Hans Kelsen kemudian
mengambil sikap dengan mengembangkan pandangan yang kemudian dikenal sebagai
ajaran hukum murni. Dengan tegas ditulisnya bahwa ajaran hukum murni yang
dikembangkannya ini bersifat monistik, dan karenanya hanya mengakui satu macam
hukum, yaitu hukum positif. Meskipun demikian, ajaran hukum murni mengakui
peranan dari norma dasar (grundnorm) yang merupakan produk dari proses yang
transcendental-logis, dan dengan demikian Kelsen mempertahankan metode yang
digunakan dalam ajaran hukum alam. Norma dasar itu bukanlah suatu jenis hukum
yang lain dari hukum positif, melainkan dasar moral dari hukum positif itu
sendiri, grundnorm.
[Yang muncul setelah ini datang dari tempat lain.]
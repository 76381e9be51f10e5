//! Source location tracking for error reporting.
//!
//! Every node in the code model carries a [`Loc`]: the source file it came
//! from plus a 1-based row and column. The [`SourceMap`] keeps the text of
//! all registered files so diagnostics can render the offending line.
//!
//! # Design
//!
//! - `Loc` - compact (file, row, column) position
//! - `SourceMap` - manages all source files and provides lookup operations
//! - `SourceFile` - single source file with line indexing

use serde::{Deserialize, Serialize};
use std::fmt;

/// Index into [`SourceMap::files`]. Position 0 is the first registered file.
pub type FileId = u16;

/// Compact source position.
///
/// Row and column are 1-based; row 0 means "position unknown" (used for
/// synthesized nodes such as interned base types).
#[derive(Debug, Clone, Copy, Default, PartialEq, Eq, Hash, Serialize, Deserialize)]
pub struct Loc {
    /// File the position belongs to
    pub file: FileId,
    /// 1-based source row, 0 if unknown
    pub row: u32,
    /// 1-based source column, 0 if unknown
    pub col: u32,
}

impl Loc {
    /// Create a new position.
    pub fn new(file: FileId, row: u32, col: u32) -> Self {
        Self { file, row, col }
    }

    /// Position for synthesized nodes that have no source text.
    pub fn none() -> Self {
        Self::default()
    }

    /// Whether this position points at real source text.
    pub fn is_valid(&self) -> bool {
        self.row > 0
    }
}

impl fmt::Display for Loc {
    fn fmt(&self, f: &mut fmt::Formatter<'_>) -> fmt::Result {
        write!(f, "{}:{}", self.row, self.col)
    }
}

/// Collection of all source files in a compilation.
#[derive(Debug, Clone, Default, Serialize, Deserialize)]
pub struct SourceMap {
    files: Vec<SourceFile>,
}

/// A single source file with line indexing.
#[derive(Debug, Clone, Serialize, Deserialize)]
pub struct SourceFile {
    /// Logical path of this file (the module path as registered)
    pub path: String,
    /// Original source text
    pub source: String,
    /// Byte offsets of each line start; `line_starts[0]` is always 0 and the
    /// last entry is an EOF sentinel
    line_starts: Vec<u32>,
}

impl SourceMap {
    /// Create an empty source map.
    pub fn new() -> Self {
        Self::default()
    }

    /// Add a source file and return its id.
    pub fn add_file(&mut self, path: impl Into<String>, source: impl Into<String>) -> FileId {
        let file_id = self.files.len();
        assert!(file_id < u16::MAX as usize, "too many source files");
        self.files.push(SourceFile::new(path.into(), source.into()));
        file_id as FileId
    }

    /// Get a file by id, if registered.
    pub fn file(&self, id: FileId) -> Option<&SourceFile> {
        self.files.get(id as usize)
    }

    /// Get the logical path of a file; "<unknown>" for unregistered ids.
    pub fn file_path(&self, id: FileId) -> &str {
        self.file(id).map_or("<unknown>", |f| f.path.as_str())
    }

    /// Number of registered files.
    pub fn file_count(&self) -> usize {
        self.files.len()
    }

    /// Drop all registered files.
    pub fn clear(&mut self) {
        self.files.clear();
    }
}

impl SourceFile {
    /// Create a new source file with precomputed line starts.
    pub fn new(path: String, source: String) -> Self {
        let line_starts = compute_line_starts(&source);
        Self {
            path,
            source,
            line_starts,
        }
    }

    /// Get the text of a specific line (1-based), without the trailing
    /// newline. Returns `None` when the line number is out of bounds.
    pub fn line_text(&self, line: u32) -> Option<&str> {
        if line == 0 || line as usize >= self.line_starts.len() {
            return None;
        }
        let start = self.line_starts[(line - 1) as usize] as usize;
        let end = self.line_starts[line as usize] as usize;
        Some(self.source[start..end].trim_end_matches(['\n', '\r']))
    }

    /// Number of lines in this file.
    pub fn line_count(&self) -> usize {
        self.line_starts.len() - 1
    }
}

/// Compute byte offsets of line starts in source text.
///
/// The returned vector always carries at least the initial 0 plus an EOF
/// sentinel, so `line_starts.len() - 1` is the line count.
fn compute_line_starts(source: &str) -> Vec<u32> {
    let mut line_starts = vec![0];
    for (idx, ch) in source.char_indices() {
        if ch == '\n' {
            line_starts.push((idx + 1) as u32);
        }
    }
    if line_starts.last() != Some(&(source.len() as u32)) {
        line_starts.push(source.len() as u32);
    }
    line_starts
}

#[cfg(test)]
mod tests {
    use super::*;

    #[test]
    fn test_loc_display() {
        let loc = Loc::new(0, 12, 4);
        assert_eq!(loc.to_string(), "12:4");
        assert!(loc.is_valid());
        assert!(!Loc::none().is_valid());
    }

    #[test]
    fn test_compute_line_starts() {
        assert_eq!(compute_line_starts("a\nbb\nccc"), vec![0, 2, 5, 8]);
        assert_eq!(compute_line_starts("a\n"), vec![0, 2]);
        assert_eq!(compute_line_starts(""), vec![0]);
    }

    #[test]
    fn test_source_file_lines() {
        let file = SourceFile::new("M".into(), "MODULE M;\nEND M.\n".into());
        assert_eq!(file.line_count(), 2);
        assert_eq!(file.line_text(1), Some("MODULE M;"));
        assert_eq!(file.line_text(2), Some("END M."));
        assert_eq!(file.line_text(3), None);
        assert_eq!(file.line_text(0), None);
    }

    #[test]
    fn test_source_map() {
        let mut map = SourceMap::new();
        let id = map.add_file("Lib.Util", "MODULE Util; END Util.");
        assert_eq!(map.file_count(), 1);
        assert_eq!(map.file_path(id), "Lib.Util");
        assert_eq!(map.file_path(7), "<unknown>");
        map.clear();
        assert_eq!(map.file_count(), 0);
    }
}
Kelsen walaupun ia seorang Platonis, namu ia pun
mengkritisi pandangan Plato sebagaimana dilihat di atas, sehingga Kelsen
memiliki pandangannya sendiri dengan seorang idealis Platonis yang kritis.[10]
5.
Menurut John Rawls
Tentang keadilan, John
Rawls berpendapat bahwa perlu ada keseimbangan, kesebandingan, dan keselarasan
(harmony) antara kepentingan pribadi dengan kepentingan bersama atau
kepentingan masyarakat, termasuk di dalamnya negara. Bagaimana ukuran dan
keseimbangan itu dibentuk, diperjuangkan dan diberikan itulah yang disebut
dengan keadilan. Keadilan tidak dapat diberikan begitu saja, melainkan melalui
perjuangan. Itulah inti dari kehidupan ini. Keadilan merupakan nilai yang tidak
dapat ditawar-tawar karena hanya dengan keadilanlah ada jaminan kestabilan dan
ketenteraman dalam hidup manusia. Agar tidak terjadi benturan antara
kepentingan pribadi dengan kepentingan bersama atau kepentingan masyarakat itu
diperlukan aturan-aturan yang dibangun secara adil pula. Disinilah hukum
bertindak sebagai wasit, bukan hanya sebagai wasit yang mati hati nuraninya,
melainkan wasit yang di adil. Pada masyarakat modern, hukum baru akan dapat
ditaati apabila ia mampu meletakkan prinsip-prinsip keadilan.
Hukum menurut John
Rawls, dalam konteks yang sedang dibahas, tidak boleh dipersepsikan sebagai
wasit yang tidak memihak dan bersimpati dengan orang lain sebagaimana diajarkan
oleh kaum utilitarianisme. Hal itu tidaklah cukup. Hukum haruslah menjadi hakim
yang tidak netral, melainkan selalu berpihak yaitu keberpihakan pada kebenaran
dan keadilan. Menurut Rawls hukum haruslah menjadi penuntun agar orang dapat
mengambil posisi dengan tetap memperhatikan kepentingan individunya. Jika
memang sangat diperlukan, hukum dapat pula menjadi hakim yang memihak, yaitu
memihak kepada mereka yang sedang tidak memperoleh keadilan, kaum
terpinggirkan.[11]
BAB
III
PENUTUP
A.
Kesimpulan
Keadilan adalah kondisi
kebenaran ideal secara moral mengenai segala sesuatu hal, baik menyangkut benda
atau orang. Keadilan intinya adalah meletakkan segala sesuatunya pada
tempatnya.
Keadilan yang
substantif adalah keadilan yang dapat dinikmati oleh setiap warga negara. Dalam
perwujudannya terdapat keseimbangan, keselarasan dan keserasian antara keadilan
yang diberikan secara individual dengan keadilan secara kolektif atau keadilan
sosial.
Para filsuf dan pakar
memiliki pendapat yang berbeda-beda dalam mengartikan tentang konsep keadilan.
B.
Saran
Saran yang dapat
diberikan oleh penyusun antara lain: praktisi hukum terutama hakim sebaiknya
mempelajari konsep keadilan secara filosofis agar dapat menjalankan tugas dan
pekerjaannya dengan lebih baik dan benar.
DAFTAR
PUSTAKA
Friedrich, C. J. 2010.
Filsafat Hukum: Perspektif Historis. Bandung: Penerbit Nusa Media.
Juni, E. H. 2012.
Filsafat Hukum. Bandung: CV Pustaka Setia.
Keadilan.
http://id.wikipedia.org/wiki/Keadilan. 4 November 2014
Rato, D. 2011. Filsafat
Hukum: Mencari, Menemukan dan Memahami Hukum. Surabaya: LaksBang Justitia.